The heritage minister said she "personally" had no knowledge of how the money was spent even though it was made under her department's program to promote Canada's official languages.

"My job is to find out if it was spent in consistency with government Treasury Board guidelines and that was done," she said. "I wasn't in a position to examine the details of the spending."

The money went to Option Canada and the sum, Copps stressed, matched the funds the Quebec government gave to the Conseil de la Souveraineté du Québec.

"Option Separation" she dubbed this organization, run by prominent sovereignist Yves Duhaime, that was devoted to promoting a Yes victory.

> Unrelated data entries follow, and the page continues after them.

//! Output sinks and the in-memory log buffer.

use std::collections::VecDeque;
use std::io::Write;
use std::sync::{Mutex, MutexGuard, PoisonError};
use crate::logger::LogEntry;

/// Default number of entries a [`LogBuffer`] retains
pub const DEFAULT_BUFFER_CAPACITY: usize = 1000;

/// Which output stream a line is written to
#[derive(Debug, Clone, Copy, PartialEq, Eq)]
pub enum Stream {
    Stdout,
    Stderr,
}

/// Destination for formatted log lines. Implementations must not panic.
pub trait LogSink: Send + Sync {
    fn write(&self, stream: Stream, line: &str);
}

/// Writes to the process stdout / stderr
#[derive(Debug, Default, Clone, Copy)]
pub struct ConsoleSink;

impl LogSink for ConsoleSink {
    fn write(&self, stream: Stream, line: &str) {
        // Write failures (closed pipe) are dropped; logging must not fail the caller
        let _ = match stream {
            Stream::Stdout => writeln!(std::io::stdout().lock(), "{}", line),
            Stream::Stderr => writeln!(std::io::stderr().lock(), "{}", line),
        };
    }
}

/// Captures lines in memory
#[derive(Debug, Default)]
pub struct MemorySink {
    lines: Mutex<Vec<(Stream, String)>>,
}

impl MemorySink {
    pub fn new() -> Self {
        Self::default()
    }

    /// All captured lines in write order
    pub fn lines(&self) -> Vec<(Stream, String)> {
        lock(&self.lines).clone()
    }

    /// Captured lines written to one stream
    pub fn lines_for(&self, stream: Stream) -> Vec<String> {
        self.lines()
            .into_iter()
            .filter(|(s, _)| *s == stream)
            .map(|(_, line)| line)
            .collect()
    }

    pub fn len(&self) -> usize {
        lock(&self.lines).len()
    }

    pub fn is_empty(&self) -> bool {
        self.len() == 0
    }

    pub fn clear(&self) {
        lock(&self.lines).clear();
    }
}

impl LogSink for MemorySink {
    fn write(&self, stream: Stream, line: &str) {
        lock(&self.lines).push((stream, line.to_string()));
    }
}

// A panic while holding the lock leaves the data intact; keep using it
fn lock<T>(mutex: &Mutex<T>) -> MutexGuard<'_, T> {
    mutex.lock().unwrap_or_else(PoisonError::into_inner)
}

/// Bounded, insertion-ordered buffer of sanitized log entries.
///
/// Once full, each push evicts the oldest entry.
#[derive(Debug)]
pub struct LogBuffer {
    entries: Mutex<VecDeque<LogEntry>>,
    capacity: usize,
}

impl LogBuffer {
    pub fn new(capacity: usize) -> Self {
        let capacity = capacity.max(1);
        Self {
            entries: Mutex::new(VecDeque::with_capacity(capacity)),
            capacity,
        }
    }

    pub fn push(&self, entry: LogEntry) {
        let mut entries = lock(&self.entries);
        entries.push_back(entry);
        while entries.len() > self.capacity {
            entries.pop_front();
        }
    }

    /// Snapshot of the buffer, oldest first
    pub fn entries(&self) -> Vec<LogEntry> {
        lock(&self.entries).iter().cloned().collect()
    }

    /// The `n` most recent entries, oldest first
    pub fn recent(&self, n: usize) -> Vec<LogEntry> {
        let entries = lock(&self.entries);
        let skip = entries.len().saturating_sub(n);
        entries.iter().skip(skip).cloned().collect()
    }

    pub fn len(&self) -> usize {
        lock(&self.entries).len()
    }

    pub fn is_empty(&self) -> bool {
        self.len() == 0
    }

    pub fn capacity(&self) -> usize {
        self.capacity
    }

    pub fn clear(&self) {
        lock(&self.entries).clear();
    }
}

impl Default for LogBuffer {
    fn default() -> Self {
        Self::new(DEFAULT_BUFFER_CAPACITY)
    }
}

Option Canada originally sought $10 million, according to a confidential report obtained this week from Quebec chief electoral officer François Casgrain.

Its eventual grant was just a fraction of what the Parti Québécois government channeled into trying to win the Oct. 30 referendum, Copps charged.

"The separatist government of Quebec spent about $20 million to $30 million on renting halls, on putting mailings out they spent $5 million on a mailing to senior citizens. They spent approximately $15 million on commissions. They rented halls to announce concerts to pursue their option. They spent over $100 million of the taxpayers' money to pursue a separatist agenda," she told reporters.

"I never apologized for fighting for my country and I never will," she told the House of Commons as Bloc Québécois MPs sought details of the grant to Option Canada.

The Bloc's renewed interest was prompted by the report from Casgrain's office saying Option Canada may have been a hollow front organization for the Council of Canadian Unity.

Obtained under access-to-information rules, the report suggests the council, a Montreal-based federalist think-tank of long standing, might have lost its tax-exempt status if it took the federal funds outright to engage in political activity.

Casgrain last month abandoned an investigation into the Option Canada grant after the Supreme Court ruled the province's Referendum Act regulating spending during a campaign was unconstitutional.

He said the "light will likely never be shed" on how Option Canada spent the money even though Copps last March 20 promised: "Of course, of course, I will co-operate with the Election Commission in any kind of investigation."

Bloc leader Gilles Duceppe accused Copps of "playing with the truth" in refusing to give a detailed account of how the $4.8 million was dispensed.

Bloc MP Suzanne Tremblay (Rimouski-Mitis) added: "What twisted logic was used to divert funding that was supposed to promote official languages to fund a bogus organization that was in charge of distributing federal propaganda in the referendum campaign?"

But Copps was unapologetic, telling reporters they should investigate separatist spending around the referendum.

Duceppe contended: "The question is what did the federal government do with that $4.8 million we just want to know that."

Bloc MPs were also curtly rebuffed in the Commons when they asked the government to disassociate itself from the partitionist movement.

Bloc MP Pierre Brien (Témiscamingue) attacked Intergovernmental Affairs Minister Stéphane Dion for his letter this week to Jacques Brassard, his Quebec counterpart. Dion said it was contradictory for Brassard and his colleagues to claim Quebec is not divisible while Canada is.

Brien said Dion was tying himself to the "totally irresponsible, dangerous" partitionist movement in Quebec.

To Liberal cheers, Prime Minister Jean Chrétien replied: "The people of Quebec twice voted to remain in Canada. Secondly, each time the minister writes a letter, the Parti Québécois and the government of Quebec and the Bloc Québécois are unable to respond in writing, so they try to just insult him."